Below are records. Find each line in them that holds the word "from" and copy it.

+ + +

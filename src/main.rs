//! src/main.rs
use clap::{Parser, Subcommand};
use std::io::BufWriter;
use wordfreq::configuration::{get_configuration, AggregationMode};
use wordfreq::pipeline::{run_aggregator, run_grouped_aggregator, run_local, run_tokenizer};
use wordfreq::telemetry::init_tracing;

#[derive(Parser, Debug)]
#[command(name = "wordfreq", about = "Streaming word-count map/reduce stages")]
struct Cli {
    #[command(subcommand)]
    command: Command,
}

#[derive(Subcommand, Debug)]
enum Command {
    /// Tokenize raw text from stdin into word\t1 records on stdout.
    Map,
    /// Total sorted word\tcount records from stdin onto stdout.
    Reduce {
        /// Aggregate in memory instead of the streaming fold, lifting the
        /// sorted-input requirement.
        #[arg(long)]
        grouped: bool,
    },
    /// Run map, an in-memory sort, and reduce in one process.
    Local,
}

fn main() -> anyhow::Result<()> {
    init_tracing("wordfreq")?;
    let configuration = get_configuration()?;

    let cli = Cli::parse();
    let stdin = std::io::stdin().lock();
    let stdout = BufWriter::with_capacity(
        configuration.io.write_buffer_bytes,
        std::io::stdout().lock(),
    );

    match cli.command {
        Command::Map => run_tokenizer(stdin, stdout),
        Command::Reduce { grouped } => {
            let mode = if grouped {
                AggregationMode::Grouped
            } else {
                configuration.aggregation.mode
            };
            match mode {
                AggregationMode::Sorted => run_aggregator(stdin, stdout),
                AggregationMode::Grouped => run_grouped_aggregator(stdin, stdout),
            }
        }
        Command::Local => run_local(stdin, stdout),
    }
}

+ + +

◆ OUTPUT ◆
    /// Tokenize raw text from stdin into word\t1 records on stdout.
    /// Total sorted word\tcount records from stdin onto stdout.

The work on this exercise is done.